2.2.6. Determination of systemic infection ability in mice

  • (1) Seven-week-old female BALB/C mice were randomly divided into the normal saline group, the SN152 group, and the Ire1Δ/Δ group (nine mice per group) for the subsequent establishment of the experimental model via tail vein injection.

  • (2) The overnight-activated C. albicans SN152 and Ire1Δ/Δ strains were collected by centrifugation at 5,000 rpm, washed with sterile normal saline for 2–3 times, and then suspended in sterile normal saline and adjusted to an OD600 of 0.5 (approximately 5 × 107 CFU/mL). The suspension of C. albicans was injected into the tail vein of each group of mice through tail vein injection, 100 μL each (5 × 106 CFU/mL).

  • (3) The growth and death of mice in each group were periodically recorded starting from the second day after the completion of the tail vein injection. The death data of mice in each group were statistically analyzed, and the survival curve was drawn using GraphPad Prism 9 software.

  • (4) On the second day following the tail vein injection, four mice in each group were killed by neck amputation. Subsequently, the right kidney was dissected, washed with sterile PBS, weighed, placed in a 1 mL sterile PBS EP tube, and homogenized with an ultrasonic breaker. The homogenate was diluted by multiple (10-fold) gradients, and 10 μL was applied onto a Candida chromogenic plate. After incubation at 35°C for 2–3 days, the number of C. albicans colonies on the plate was counted, and the load of C. albicans in mouse kidneys was calculated to indicate the colonization ability of C. albicans SN152 and Ire1Δ/Δ in mouse kidneys.

2.2.7. Pathological evaluation of mouse renal tissue injury

  • (1) The operation was identical to that in Section 2.2.6. After dissection, the left kidney was retrieved, promptly placed in neutral buffered formalin, labeled, and fixed at room temperature for 24 h.

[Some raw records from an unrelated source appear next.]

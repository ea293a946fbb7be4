use std::{
    collections::{BTreeMap, HashSet},
    sync::{Arc, RwLock},
};

use {serde::Serialize, tracing::debug};

/// A message this bot sent during the current session.
#[derive(Debug, Clone, PartialEq, Eq, Serialize)]
#[serde(rename_all = "camelCase")]
pub struct SentMessageRecord {
    /// Provider-assigned message id.
    pub id: String,
    pub text: String,
    pub chat_id: String,
    /// Capture time, unix seconds.
    pub timestamp: i64,
}

/// In-memory map of chat id to the messages sent there, oldest first.
///
/// Every method takes the lock once and releases it before returning, so each
/// operation is atomic on its own. The lock is never held across an `.await`.
/// Chats with no tracked messages have no entry.
#[derive(Debug, Clone, Default)]
pub struct SentLedger {
    chats: Arc<RwLock<BTreeMap<String, Vec<SentMessageRecord>>>>,
}

impl SentLedger {
    #[must_use]
    pub fn new() -> Self {
        Self::default()
    }

    /// Append a record to `chat_id`'s sequence.
    ///
    /// Recording an id that is already tracked for the chat is a no-op.
    pub fn record(&self, chat_id: &str, id: &str, text: &str, timestamp: i64) {
        let mut chats = self.chats.write().unwrap_or_else(|e| e.into_inner());
        let records = chats.entry(chat_id.to_string()).or_default();
        if records.iter().any(|r| r.id == id) {
            debug!(chat_id, message_id = id, "message already tracked");
            return;
        }
        records.push(SentMessageRecord {
            id: id.to_string(),
            text: text.to_string(),
            chat_id: chat_id.to_string(),
            timestamp,
        });
    }

    /// Tracked messages for `chat_id`, oldest first. Empty when untracked.
    #[must_use]
    pub fn list(&self, chat_id: &str) -> Vec<SentMessageRecord> {
        let chats = self.chats.read().unwrap_or_else(|e| e.into_inner());
        chats.get(chat_id).cloned().unwrap_or_default()
    }

    /// Number of tracked messages for `chat_id`.
    #[must_use]
    pub fn len(&self, chat_id: &str) -> usize {
        let chats = self.chats.read().unwrap_or_else(|e| e.into_inner());
        chats.get(chat_id).map_or(0, Vec::len)
    }

    /// Remove one record. Returns whether it was tracked.
    pub fn remove_by_id(&self, chat_id: &str, id: &str) -> bool {
        self.remove_ids(chat_id, |candidate| candidate == id) > 0
    }

    /// Remove every record of `chat_id` whose id is in `ids`. Records added
    /// after `ids` was collected are kept. Returns how many were removed.
    pub fn remove_all(&self, chat_id: &str, ids: &HashSet<String>) -> usize {
        self.remove_ids(chat_id, |candidate| ids.contains(candidate))
    }

    /// Drop the whole sequence for `chat_id`. Returns how many records it held.
    pub fn clear(&self, chat_id: &str) -> usize {
        let mut chats = self.chats.write().unwrap_or_else(|e| e.into_inner());
        chats.remove(chat_id).map_or(0, |records| records.len())
    }

    /// Chats with at least one tracked message, sorted.
    #[must_use]
    pub fn all_chat_ids(&self) -> Vec<String> {
        let chats = self.chats.read().unwrap_or_else(|e| e.into_inner());
        chats.keys().cloned().collect()
    }

    /// Total tracked messages across all chats.
    #[must_use]
    pub fn total(&self) -> usize {
        let chats = self.chats.read().unwrap_or_else(|e| e.into_inner());
        chats.values().map(Vec::len).sum()
    }

    fn remove_ids(&self, chat_id: &str, matches: impl Fn(&str) -> bool) -> usize {
        let mut chats = self.chats.write().unwrap_or_else(|e| e.into_inner());
        let Some(records) = chats.get_mut(chat_id) else {
            return 0;
        };
        let before = records.len();
        records.retain(|r| !matches(&r.id));
        let removed = before - records.len();
        if records.is_empty() {
            chats.remove(chat_id);
        }
        removed
    }
}
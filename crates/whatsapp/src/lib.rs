//! WhatsApp Web connection for wabridge.
//!
//! Implements [`MessagingConnection`](wabridge_channels::MessagingConnection)
//! on top of Baileys, which runs as a Node.js sidecar and is driven over a
//! local WebSocket.

pub mod connection;
pub mod process;
pub mod sidecar;
pub mod types;

pub use {
    connection::{WhatsAppConnection, qr_image_link},
    process::{SidecarConfig, SidecarProcess, start_sidecar},
    types::{AUTH_REJECTED_STATUS, GatewayMessage, SidecarMessage},
};
//! TPI wire protocol: requests, extraction patterns and response decoding
//!
//! Requests are HTTP GETs of the form `/prog/{verb}?{object}&name=value...`.
//! Responses are plain text, either an `ERROR:` line or label/value tokens
//! that each object's [`pattern`] turns into [`decode::Record`]s.

use crate::{Result, error::DecodeError};

/// Applying patterns to bodies
pub mod decode;
/// Per-object extraction patterns
pub mod pattern;
/// Request construction and parameter encoding
pub mod request;
/// Typed values built from decoded records
pub mod response;
/// Verbs, objects and capability keys
pub mod types;

use decode::Record;
use types::ObjectKind;

/// A value that can be built from one record of an object's response
pub trait FromRecord: Sized {
    /// Object whose pattern produces the record
    const OBJECT: ObjectKind;

    fn from_record(record: &Record) -> core::result::Result<Self, DecodeError>;
}

/// Decodes the first record of `body` with a custom conversion
///
/// A body with no matching record is a decode failure.
pub fn decode_first_with<T>(
    kind: ObjectKind,
    body: &str,
    convert: impl FnOnce(&Record) -> core::result::Result<T, DecodeError>,
) -> Result<T> {
    let records = decode::decode(kind, body)?;
    let first = records.first().ok_or(DecodeError::NoMatch(kind))?;
    Ok(convert(first)?)
}

/// Decodes the first record of `body` as `T`
pub fn decode_first<T: FromRecord>(body: &str) -> Result<T> {
    decode_first_with(T::OBJECT, body, T::from_record)
}

/// Decodes every record of `body` as `T`, in textual order
pub fn decode_all<T: FromRecord>(body: &str) -> Result<Vec<T>> {
    decode::decode(T::OBJECT, body)?
        .iter()
        .map(|record| T::from_record(record).map_err(Into::into))
        .collect()
}

#[cfg(test)]
mod tests {
    use super::*;
    use crate::error::TpiError;

    #[test]
    fn test_decode_first_without_match() {
        assert!(matches!(
            decode_first::<response::GpsTimestamp>("GpsTime unavailable"),
            Err(TpiError::Decode(DecodeError::NoMatch(ObjectKind::GpsTime)))
        ));
    }

    #[test]
    fn test_decode_all_allows_empty_lists() {
        let readings = decode_all::<response::VoltageReading>("Voltages\n").unwrap();
        assert!(readings.is_empty());
    }

    #[test]
    fn test_error_body_is_never_a_decode_error() {
        assert!(matches!(
            decode_first::<response::VoltageReading>("ERROR: bad request"),
            Err(TpiError::Protocol(_))
        ));
        assert!(matches!(
            decode_all::<response::VoltageReading>(""),
            Err(TpiError::Protocol(_))
        ));
    }
}
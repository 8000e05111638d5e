use serde::{Deserialize, Serialize};

/// Protocol action keyword, the first path segment after `/prog/`
#[derive(Debug, Clone, Copy, PartialEq, Eq, Hash, Serialize, Deserialize)]
#[serde(rename_all = "lowercase")]
pub enum Verb {
    Show,
    Set,
    Reset,
    Enable,
    Disable,
    Delete,
    Download,
    Upload,
}

impl Verb {
    pub const ALL: [Verb; 8] = [
        Verb::Show,
        Verb::Set,
        Verb::Reset,
        Verb::Enable,
        Verb::Disable,
        Verb::Delete,
        Verb::Download,
        Verb::Upload,
    ];

    /// Lowercase name as it appears on the wire
    pub fn as_str(self) -> &'static str {
        match self {
            Verb::Show => "show",
            Verb::Set => "set",
            Verb::Reset => "reset",
            Verb::Enable => "enable",
            Verb::Disable => "disable",
            Verb::Delete => "delete",
            Verb::Download => "download",
            Verb::Upload => "upload",
        }
    }

    /// Parses a wire name, ignoring case
    pub fn from_name(name: &str) -> Option<Self> {
        Verb::ALL
            .into_iter()
            .find(|verb| verb.as_str().eq_ignore_ascii_case(name))
    }

    /// The flag for this verb in a [`Verbs`] set
    pub fn flag(self) -> Verbs {
        match self {
            Verb::Show => Verbs::SHOW,
            Verb::Set => Verbs::SET,
            Verb::Reset => Verbs::RESET,
            Verb::Enable => Verbs::ENABLE,
            Verb::Disable => Verbs::DISABLE,
            Verb::Delete => Verbs::DELETE,
            Verb::Download => Verbs::DOWNLOAD,
            Verb::Upload => Verbs::UPLOAD,
        }
    }
}

impl core::fmt::Display for Verb {
    fn fmt(&self, f: &mut core::fmt::Formatter<'_>) -> core::fmt::Result {
        f.write_str(self.as_str())
    }
}

bitflags::bitflags! {
    /// Verbs an object kind can accept in the receiver's object model
    #[derive(Debug, Clone, Copy, PartialEq, Eq, Hash)]
    pub struct Verbs: u8 {
        const SHOW = 0x01;
        const SET = 0x02;
        const RESET = 0x04;
        const ENABLE = 0x08;
        const DISABLE = 0x10;
        const DELETE = 0x20;
        const DOWNLOAD = 0x40;
        const UPLOAD = 0x80;
    }
}

macro_rules! object_kinds {
    ($($variant:ident => $name:literal : $verbs:expr),* $(,)?) => {
        /// Receiver-addressable object, the first query token of a request
        #[derive(Debug, Clone, Copy, PartialEq, Eq, Hash, Serialize, Deserialize)]
        #[serde(rename_all = "lowercase")]
        pub enum ObjectKind {
            $($variant,)*
        }

        impl ObjectKind {
            pub const ALL: &'static [ObjectKind] = &[$(ObjectKind::$variant,)*];

            /// Lowercase name as it appears on the wire
            pub fn as_str(self) -> &'static str {
                match self {
                    $(ObjectKind::$variant => $name,)*
                }
            }

            /// Verbs this kind of object accepts in the object model
            ///
            /// Whether a particular receiver accepts them is decided by its
            /// capability table, not by this set.
            pub fn verbs(self) -> Verbs {
                match self {
                    $(ObjectKind::$variant => $verbs,)*
                }
            }
        }
    };
}

object_kinds! {
    SerialNumber => "serialnumber": Verbs::SHOW,
    UtcTime => "utctime": Verbs::SHOW,
    GpsTime => "gpstime": Verbs::SHOW,
    Position => "position": Verbs::SHOW,
    Voltages => "voltages": Verbs::SHOW,
    Temperature => "temperature": Verbs::SHOW,
    Commands => "commands": Verbs::SHOW,
    TrackingStatus => "trackingstatus": Verbs::SHOW,
    Tracking => "tracking": Verbs::SHOW.union(Verbs::SET),
    GpsSatControls => "gpssatcontrols": Verbs::SHOW.union(Verbs::SET),
    SbasSatControls => "sbassatcontrols": Verbs::SHOW.union(Verbs::SET),
    GlonassSatControls => "glonasssatcontrols": Verbs::SHOW.union(Verbs::SET),
    Ephemeris => "ephemeris": Verbs::SHOW,
    Almanac => "almanac": Verbs::SHOW,
    GpsHealth => "gpshealth": Verbs::SHOW,
    GpsUtcData => "gpsutcdata": Verbs::SHOW,
    GpsIonoData => "gpsionodata": Verbs::SHOW,
    GnssData => "gnssdata": Verbs::RESET,
    System => "system": Verbs::RESET,
    ReferenceFrequency => "referencefrequency": Verbs::SHOW.union(Verbs::SET),
    ElevationMask => "elevationmask": Verbs::SHOW.union(Verbs::SET),
    PdopMask => "pdopmask": Verbs::SHOW.union(Verbs::SET),
    ClockSteering => "clocksteering": Verbs::SHOW.union(Verbs::SET),
    MultipathReject => "multipathreject": Verbs::SHOW.union(Verbs::SET),
    Pps => "pps": Verbs::SHOW.union(Verbs::SET),
    AntennaTypes => "antennatypes": Verbs::SHOW,
    Antenna => "antenna": Verbs::SHOW.union(Verbs::SET),
    RtkControls => "rtkcontrols": Verbs::SHOW.union(Verbs::SET),
    IoPorts => "ioports": Verbs::SHOW,
    IoPort => "ioport": Verbs::SHOW.union(Verbs::SET).union(Verbs::DELETE),
    RefStation => "refstation": Verbs::SHOW.union(Verbs::SET),
    OmniStarSeed => "omnistarseed": Verbs::SET,
    FirmwareVersion => "firmwareversion": Verbs::SHOW,
    FirmwareWarranty => "firmwarewarranty": Verbs::SHOW.union(Verbs::SET),
    FirmwareFile => "firmwarefile": Verbs::UPLOAD,
}

impl ObjectKind {
    /// Parses a wire name, ignoring case
    pub fn from_name(name: &str) -> Option<Self> {
        ObjectKind::ALL
            .iter()
            .copied()
            .find(|kind| kind.as_str().eq_ignore_ascii_case(name))
    }
}

impl core::fmt::Display for ObjectKind {
    fn fmt(&self, f: &mut core::fmt::Formatter<'_>) -> core::fmt::Result {
        f.write_str(self.as_str())
    }
}

/// A verb/object pair, the unit of authorization in the capability table
#[derive(Debug, Clone, Copy, PartialEq, Eq, Hash, Serialize, Deserialize)]
pub struct CapabilityKey {
    pub verb: Verb,
    pub object: ObjectKind,
}

impl CapabilityKey {
    pub const fn new(verb: Verb, object: ObjectKind) -> Self {
        CapabilityKey { verb, object }
    }
}

impl core::fmt::Display for CapabilityKey {
    fn fmt(&self, f: &mut core::fmt::Formatter<'_>) -> core::fmt::Result {
        write!(f, "{}:{}", self.verb, self.object)
    }
}

/// URI scheme used to reach the receiver
#[derive(Debug, Clone, Copy, Default, PartialEq, Eq, Hash, Serialize, Deserialize)]
#[serde(rename_all = "lowercase")]
pub enum Scheme {
    #[default]
    Http,
    Https,
}

impl Scheme {
    pub fn as_str(self) -> &'static str {
        match self {
            Scheme::Http => "http",
            Scheme::Https => "https",
        }
    }
}

#[cfg(test)]
mod tests {
    use super::*;

    #[test]
    fn test_names_parse_case_insensitively() {
        assert_eq!(Verb::from_name("SHOW"), Some(Verb::Show));
        assert_eq!(
            ObjectKind::from_name("ElevationMask"),
            Some(ObjectKind::ElevationMask)
        );
        assert_eq!(ObjectKind::from_name("PPS"), Some(ObjectKind::Pps));
        assert_eq!(ObjectKind::from_name("flux"), None);
        assert_eq!(Verb::from_name("frobnicate"), None);
    }

    #[test]
    fn test_every_object_name_is_lowercase_and_unique() {
        let mut seen = std::collections::HashSet::new();
        for kind in ObjectKind::ALL {
            let name = kind.as_str();
            assert_eq!(name, name.to_ascii_lowercase());
            assert!(seen.insert(name), "duplicate name {name}");
            assert_eq!(ObjectKind::from_name(name), Some(*kind));
        }
    }

    #[test]
    fn test_object_verbs() {
        assert!(ObjectKind::ElevationMask.verbs().contains(Verbs::SHOW | Verbs::SET));
        assert!(!ObjectKind::System.verbs().contains(Verbs::SHOW));
        assert!(ObjectKind::System.verbs().contains(Verb::Reset.flag()));
        assert_eq!(ObjectKind::FirmwareFile.verbs(), Verbs::UPLOAD);
    }

    #[test]
    fn test_capability_key_display() {
        let key = CapabilityKey::new(Verb::Show, ObjectKind::Commands);
        assert_eq!(key.to_string(), "show:commands");
    }
}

  • (2) Preparation of slices

    Slice and patch: The embedded wax blocks are sliced into 3–5 μm sections using a microslicer and then placed in a constant-temperature water bath. The sections are tightly pressed onto the pathological slides with tweezers, dried in a 45°C incubator, and sealed with neutral gum after staining.

  • (3) Hematoxylin–eosin (HE) staining

  • (4) Glycogen (PAS) staining

3. Results

3.1. Deletion of Ire1 affects the stress function of the endoplasmic reticulum (ER) of C. albicans

ER stress refers to the accumulation of unfolded or misfolded proteins in the ER caused by various reasons, which triggers the unfolded protein response [15,16,17]. Itamycin and dithiothreitol (DTT) can serve as an inducer of ER stress, resulting in a significant accumulation of misfolded proteins [18]. To explore the effect of Ire1 gene deletion on the ER function of C. albicans, we performed a DTT sensitive phenotype test of C. albicans SN152 (WT) and the Ire1 gene deletion strain Ire1Δ/Δ to 2 μg/mL itamycin and 20 μM by using the solid dilution point plate method. The phenotypic results are presented in Figure 1. According to the results, there was no difference in the growth of C. albicans in the SN152 (WT) group and the Ire1Δ/Δ group on the solid YPD plate.

Figure 1.

Figure 1

Open in a new tab

Growth phenotypes of SN152, Ire1Δ/Δ strains on (a) YPD, (b) 2 μg/mL tunicamycin, and (c) (20 μM DTT) drug plates.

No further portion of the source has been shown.